The ancient mantra I recite—given to me by my guru so many years ago in a little ashrama overlooking the Indian Ocean— connects me with my inner source of resilience and strength. In Sanskrit, this inextinguishable core reverberates with eternity (sat), knowledge (cit) and great joy (ananda). This inner satcitananda light—according to tradition—becomes more perceivable during the darker Brahma Muhurta hours, which work together with the autumn season we are in now, to boost our meditation practices. Lights, after all, shine brighter in the dark.

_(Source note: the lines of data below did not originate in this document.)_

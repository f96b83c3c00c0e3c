//! Session Protocol, client role.
//!
//! `QuerySession` is the seam between the question pipeline and the query
//! service. `LocalSession` wraps an in-process store for tests and the local
//! CLI path; `McpSession` talks to a spawned service process over stdio,
//! one request in flight at a time.

use std::collections::HashMap;
use std::sync::Arc;

use async_trait::async_trait;
use rmcp::{
    model::{CallToolRequestParam, RawContent},
    service::RunningService,
    transport::TokioChildProcess,
    RoleClient, ServiceExt,
};
use tokio::process::Command;
use tracing::{debug, info};

use crate::domain::Domain;
use crate::error::{ClimaqlError, Result};
use crate::lexicon::TableSchema;
use crate::mcp::{DescribeTableResponse, DistinctValuesResponse, ListTablesResponse, QueryResponse};
use crate::query::types::{ResolvedQuery, RowResult};
use crate::store::DatasetStore;

/// Client-side view of the query service.
#[async_trait]
pub trait QuerySession: Send + Sync {
    async fn list_tables(&self, domain: Domain) -> Result<Vec<String>>;
    async fn describe_table(&self, domain: Domain, table: &str) -> Result<TableSchema>;
    async fn run_query(&self, domain: Domain, query: &ResolvedQuery) -> Result<RowResult>;
    async fn sample(&self, domain: Domain, table: &str, count: u32) -> Result<RowResult>;
    async fn distinct_values(
        &self,
        domain: Domain,
        table: &str,
        column: &str,
    ) -> Result<Vec<String>>;
}

/// In-process session over local dataset stores.
pub struct LocalSession {
    stores: HashMap<Domain, Arc<DatasetStore>>,
}

impl LocalSession {
    pub fn new(stores: HashMap<Domain, Arc<DatasetStore>>) -> Self {
        Self { stores }
    }

    fn store(&self, domain: Domain) -> Result<&Arc<DatasetStore>> {
        self.stores
            .get(&domain)
            .ok_or_else(|| ClimaqlError::Mcp(format!("no dataset configured for domain {domain}")))
    }
}

#[async_trait]
impl QuerySession for LocalSession {
    async fn list_tables(&self, domain: Domain) -> Result<Vec<String>> {
        Ok(self.store(domain)?.list_tables())
    }

    async fn describe_table(&self, domain: Domain, table: &str) -> Result<TableSchema> {
        Ok(self.store(domain)?.describe_table(table)?)
    }

    async fn run_query(&self, domain: Domain, query: &ResolvedQuery) -> Result<RowResult> {
        Ok(self.store(domain)?.run_query(query)?)
    }

    async fn sample(&self, domain: Domain, table: &str, count: u32) -> Result<RowResult> {
        Ok(self.store(domain)?.sample(table, count)?)
    }

    async fn distinct_values(
        &self,
        domain: Domain,
        table: &str,
        column: &str,
    ) -> Result<Vec<String>> {
        Ok(self.store(domain)?.distinct_values(table, column)?)
    }
}

/// Session over a spawned query service process on stdio.
pub struct McpSession {
    client: RunningService<RoleClient, ()>,
}

impl McpSession {
    /// Spawn the service binary and complete the MCP handshake.
    pub async fn spawn(program: &str, args: &[String]) -> Result<Self> {
        info!(program, "spawning query service");
        let mut command = Command::new(program);
        command.args(args);
        let transport = TokioChildProcess::new(command)?;
        let client = ()
            .serve(transport)
            .await
            .map_err(|e| ClimaqlError::Mcp(format!("handshake failed: {e}")))?;
        Ok(Self { client })
    }

    /// Close the session and wait for the service to exit.
    pub async fn shutdown(self) -> Result<()> {
        self.client
            .cancel()
            .await
            .map_err(|e| ClimaqlError::Mcp(format!("shutdown failed: {e}")))?;
        Ok(())
    }

    async fn call_tool<T: serde::de::DeserializeOwned>(
        &self,
        name: &'static str,
        arguments: serde_json::Value,
    ) -> Result<T> {
        debug!(tool = name, "calling query service");
        let result = self
            .client
            .call_tool(CallToolRequestParam {
                name: std::borrow::Cow::Borrowed(name),
                arguments: Some(arguments.as_object().cloned().unwrap_or_default()),
            })
            .await
            .map_err(|e| ClimaqlError::Mcp(format!("{name} failed: {e}")))?;

        let text = result
            .content
            .iter()
            .filter_map(|c| match &c.raw {
                RawContent::Text(text_content) => Some(text_content.text.as_str()),
                _ => None,
            })
            .collect::<Vec<_>>()
            .join("");

        if text.is_empty() {
            return Err(ClimaqlError::Mcp(format!("{name}: empty response")));
        }
        Ok(serde_json::from_str(&text)?)
    }
}

#[async_trait]
impl QuerySession for McpSession {
    async fn list_tables(&self, domain: Domain) -> Result<Vec<String>> {
        let response: ListTablesResponse = self
            .call_tool("list_tables", serde_json::json!({ "domain": domain }))
            .await?;
        Ok(response.tables)
    }

    async fn describe_table(&self, domain: Domain, table: &str) -> Result<TableSchema> {
        let response: DescribeTableResponse = self
            .call_tool(
                "describe_table",
                serde_json::json!({ "domain": domain, "table": table }),
            )
            .await?;
        Ok(response.schema)
    }

    async fn run_query(&self, domain: Domain, query: &ResolvedQuery) -> Result<RowResult> {
        let response: QueryResponse = self
            .call_tool(
                "run_query",
                serde_json::json!({ "domain": domain, "query": query }),
            )
            .await?;
        Ok(response.result)
    }

    async fn sample(&self, domain: Domain, table: &str, count: u32) -> Result<RowResult> {
        let response: QueryResponse = self
            .call_tool(
                "sample",
                serde_json::json!({ "domain": domain, "table": table, "count": count }),
            )
            .await?;
        Ok(response.result)
    }

    async fn distinct_values(
        &self,
        domain: Domain,
        table: &str,
        column: &str,
    ) -> Result<Vec<String>> {
        let response: DistinctValuesResponse = self
            .call_tool(
                "distinct_values",
                serde_json::json!({ "domain": domain, "table": table, "column": column }),
            )
            .await?;
        Ok(response.values)
    }
}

In the friendly darkness before dawn, I begin my day with early morning japa, or mantra meditation. Sitting in a lotus posture, or padmasana—named after the lotus upon which Brahma meditated—I light a little candle on my altar, and give myself to my mantra. After doing so, I feel more equipped to navigate gracefully through the hours that follow, no matter how dark they become.

If not gracefully, then at least with the confidence that the day will likely present me with diverse opportunities to further deepen my practice.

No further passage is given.